What is hydrogen peroxide?

 

Hydrogen peroxide (H2O2) is a very pale blue liquid, slightly more viscous than water that appears colourless in dilute solution. It is a weak acid which has strong oxidising properties (2). Typically, a 35% (weight/weight) liquid H2O2 concentration is used for isolator system decontamination.

The oxidising capacity means that the hydrogen peroxide vapour disinfection process employs a free radical reaction mechanism to facilitate microbicidal action (Block, 2000). Free radicals are highly energetic atoms or molecules that possess an unpaired electron (the unpaired electron is compelled to exist in a paired state and will physically strip an electron from another compound to promote pairing). This ability makes the compound extremely effective against microbiological organisms. This is because there is no target site specificity on or within the microbial cell, which makes it very difficult for microorganisms to develop resistance to free radical attack (3).


An advantage of hydrogen peroxide is that it breaks down into relatively harmless components. Hydrogen peroxide decomposes (‘disproportionates’) exothermically into water and oxygen gas spontaneously, through the following equation (4):


2 H2O2 → 2 H2O + O2 


Hydrogen peroxide vapour has proven biological efficacy against a wide range of micro-organisms including bacterial endospores, mycobacteria, vegetative bacteria, viruses and fungi (5). 



What is a vapour?


The term vapour is used because they are evaporated by flash evaporation and are therefore condensable vapours - not a true gases. The process whereby the vapour is distributed to all surfaces within the isolator is called 'micro-condensation'. This is a form of molecule distribution and relates to the gas-to-liquid chemical transition phase (6).

 


Sterilisation or disinfection?

Isolators are said to ‘disinfect’, ‘decontaminate’, or 'sanitise' rather than 'sterilise' because absolute sterility cannot be demonstrated. Disinfection, in this context, is the reduction of a number of microorganisms within the clean environment, as demonstrated through the use of biological indicators in validation studies. 

 


The decontamination process

 

To sanitise an isolator, several essential steps are required. We’ll illustrate using hydrogen peroxide as the starting disinfectant.


Preparing the isolator or gassing port

Isolator systems either consist of an isolator or an isolator linked to a gassing port. The advantage of the gassing port is that the sanitisation time will be faster as the surface area of the port is considerably smaller than that of the isolator. The objective with either is to sanitise the load.
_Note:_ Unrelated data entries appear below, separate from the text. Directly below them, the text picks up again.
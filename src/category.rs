use serde::{Deserialize, Serialize};

pub const FALLBACK_CATEGORY: &str = "General Knowledge";

const SUBJECT_AREAS: &[&str] = &[
    "History", "Science", "Technology", "Arts", "Music", "Literature", "Philosophy", "Religion",
    "Sports", "Politics", "Geography",
];

const TYPE_SUFFIXES: &[&str] = &["people", "places", "events", "concepts", "books", "films", "albums"];

// maintenance/tracking categories, matched as lowercase substrings
const MAINTENANCE_TERMS: &[&str] = &[
    "articles", "pages", "cs1", "use", "wikipedia", "webarchive", "with", "containing", "stub",
    "disambiguation",
];

const CATEGORY_PREFIX: &str = "Category:";

pub fn strip_namespace(tag: &str) -> &str {
    tag.strip_prefix(CATEGORY_PREFIX).unwrap_or(tag)
}

fn is_subject_area(tag: &str) -> bool {
    SUBJECT_AREAS.iter().any(|s| tag.starts_with(s))
}

fn has_type_suffix(tag: &str) -> bool {
    let lower = tag.to_lowercase();
    TYPE_SUFFIXES.iter().any(|s| lower.ends_with(s))
}

/// True when the tag is not one of the wiki's housekeeping categories.
pub fn is_content_tag(tag: &str) -> bool {
    let lower = tag.to_lowercase();
    !MAINTENANCE_TERMS.iter().any(|t| lower.contains(t))
}

/// Pick one representative label from namespace-stripped category tags.
///
/// Each rule is tried against every tag before the next rule is considered,
/// so a subject-area tag late in the list beats a type-suffix tag early on.
pub fn classify<S: AsRef<str>>(tags: &[S]) -> String {
    let rules: [fn(&str) -> bool; 3] = [is_subject_area, has_type_suffix, is_content_tag];
    let tags: Vec<&str> = tags.iter().map(|t| t.as_ref()).collect();

    rules
        .iter()
        .find_map(|rule| tags.iter().copied().find(|t| rule(t)))
        .map(str::to_string)
        .unwrap_or_else(|| FALLBACK_CATEGORY.to_string())
}

/// Category tags that describe the article's subject, used to bucket links.
pub fn main_topics<S: AsRef<str>>(tags: &[S]) -> Vec<String> {
    tags.iter()
        .map(|t| t.as_ref().trim())
        .filter(|t| !t.is_empty() && is_content_tag(t))
        .map(str::to_string)
        .collect()
}

/// Coarse subject used to pick an icon for a label or title.
#[derive(Debug, Clone, Copy, PartialEq, Eq, Hash, Serialize, Deserialize)]
#[serde(rename_all = "lowercase")]
pub enum TopicIcon {
    History,
    Science,
    Art,
    Music,
    Film,
    Game,
    Health,
    Mind,
    Math,
    Space,
    Nature,
    Architecture,
    Person,
    Globe,
}

const ICON_KEYWORDS: &[(TopicIcon, &[&str])] = &[
    (TopicIcon::History, &["history", "war", "battle"]),
    (TopicIcon::Science, &["science", "physics", "chemistry"]),
    (TopicIcon::Art, &["art", "paint"]),
    (TopicIcon::Music, &["music", "song", "album"]),
    (TopicIcon::Film, &["film", "movie", "cinema"]),
    (TopicIcon::Game, &["game", "play"]),
    (TopicIcon::Health, &["health", "medical"]),
    (TopicIcon::Mind, &["philosophy", "psychology"]),
    (TopicIcon::Math, &["math", "calculation"]),
    (TopicIcon::Space, &["space", "astronomy"]),
    (TopicIcon::Nature, &["nature", "environment"]),
    (TopicIcon::Architecture, &["city", "architecture"]),
    (TopicIcon::Person, &["person", "biography"]),
];

pub fn topic_icon(text: &str) -> TopicIcon {
    let lower = text.to_lowercase();
    ICON_KEYWORDS
        .iter()
        .find(|(_, words)| words.iter().any(|w| lower.contains(w)))
        .map(|(icon, _)| *icon)
        .unwrap_or(TopicIcon::Globe)
}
To produce the vapour for the sanitisation process, a gas generator is required. Because hydrogen peroxide in the passive state is very poor at diffusion, the function of the gas generator is to heat the vapour and then for the port to actively distribute the vapour via a distribution nozzle. The function of the nozzle is to prevent hot spots arising from an uneven distribution of the gas. The dosage of the disinfectant is controlled by the gas generator, providing a controlled volume of the disinfectant. 


When loading an isolator or the port, the presentation of surfaces to the disinfection process is extremely important. Material loads often rely on point contact support, via wire racking or hangers, to assure exposure to the disinfection agent.
 

Sanitisation cycle

The sanitisation process occurs by an aqueous solution of hydrogen peroxide being evaporated in such a way as to produce the same weight ratio in the vapour phase as in the source liquid (starting with 35% w/v of hydrogen peroxide, which is evaporated into the heated carrier gas stream to produce hydrogen peroxide concentrations at level above that established at the Operational Qualification and Performance Qualification stages). This vapour is transported to the chamber to be bio-decontaminated in a heated carrier gas (initially sterile compressed air). Vapours from the chamber are returned to the gas generator where further quantities of the aqueous solution are evaporated.
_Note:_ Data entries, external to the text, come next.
//! Crop-position hints for article images.
//!
//! Computing a hint may be expensive (face detection in the browser build),
//! so hints are cached per image URL in a bounded LRU.

use async_trait::async_trait;
use moka::policy::EvictionPolicy;
use moka::sync::Cache;
use std::sync::Arc;
use tracing::debug;

use crate::models::{ImageRef, ImageSource};

pub const DEFAULT_POSITION: &str = "center 25%";

/// Computes an object-position hint for an image. Must be a pure function of
/// the URL.
#[async_trait]
pub trait CropHintProvider: Send + Sync {
    async fn position_for(&self, url: &str) -> String;
}

/// Provider used when no image analysis is available.
#[derive(Debug, Clone, Copy, Default)]
pub struct DefaultCropHint;

#[async_trait]
impl CropHintProvider for DefaultCropHint {
    async fn position_for(&self, _url: &str) -> String {
        DEFAULT_POSITION.to_string()
    }
}

/// URL → position hint, shared by every load in the process.
///
/// Two loads computing the same URL at once both run the provider and the
/// later insert wins; the value is the same either way.
#[derive(Clone)]
pub struct ImagePositionCache {
    cache: Cache<String, String>,
    provider: Arc<dyn CropHintProvider>,
}

impl ImagePositionCache {
    pub fn new(capacity: u64, provider: Arc<dyn CropHintProvider>) -> Self {
        let cache = Cache::builder()
            .max_capacity(capacity)
            .eviction_policy(EvictionPolicy::lru())
            .build();
        Self { cache, provider }
    }

    pub async fn position(&self, url: &str) -> String {
        if let Some(hit) = self.cache.get(url) {
            return hit;
        }
        let position = self.provider.position_for(url).await;
        debug!("Computed crop hint - url={}, position={}", url, position);
        self.cache.insert(url.to_string(), position.clone());
        position
    }

    pub async fn image_ref(&self, source: ImageSource) -> ImageRef {
        let position = self.position(&source.url).await;
        ImageRef {
            url: source.url,
            caption: source.caption,
            position,
        }
    }
}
The sanitisation stage functions within the chamber by depositing an even layer of hydrogen peroxide over all surfaces (micro-condensation). With the micro-condensation process, there has been a long-standing debate as to whether ‘wet’ or ‘dry’ hydrogen peroxide processes are the most effective (with the debate centred on rival technologies). Research has found that more than a few microns of molecule-monolayer deposition (which is invisible micro-condensation) contribute little additional efficacy. The optimum bio-decontamination processes are between the ‘wet’ visible condensation condition (with over injection of vapour) and the invisible gas phase, a ‘dry’ process that is specified to remain just below of dew point. An optimum kill condition requires dew point to be reached. Achieving dew point is based on a certain target volume of gas, which is affected by the starting temperature, relative humidity conditions and the subsequent amount of vapour injected into the target volume (7).

Condensation formation at saturated vapour conditions, past the dew point is the mechanism that delivers the hydrogen peroxide molecules to all exposed surfaces. This is physical chemistry and hence has physical parameters of control. Therefore, isolator and gassing port cycle times should be established and examined for each operation to ensure that the recorded parameters fall within the ranges set during validation.


There are four key steps to ensure an optimal hydrogen peroxide vapour disinfection process:


1. Vaporisation of liquid to small molecules – gas phase delivery to target volume


2. Development of the gas concentration in the target environment to saturated vapour conditions, past dew point and transition into liquid phase. At saturated vapour conditions the gas concentration can hold no more molecules, hence the process of condensation formation and disinfection agent surface deposition starts


3. Micro-condensation formation on surfaces by merging molecules. Initially, nuclei form on any surface contaminants, before full condensation occurs over the entire available surface, eventually forming a disinfectant monolayer (from gas to liquid phase)   


4. Re-evaporation of the surface condensate and removal of residual gas to target endpoint.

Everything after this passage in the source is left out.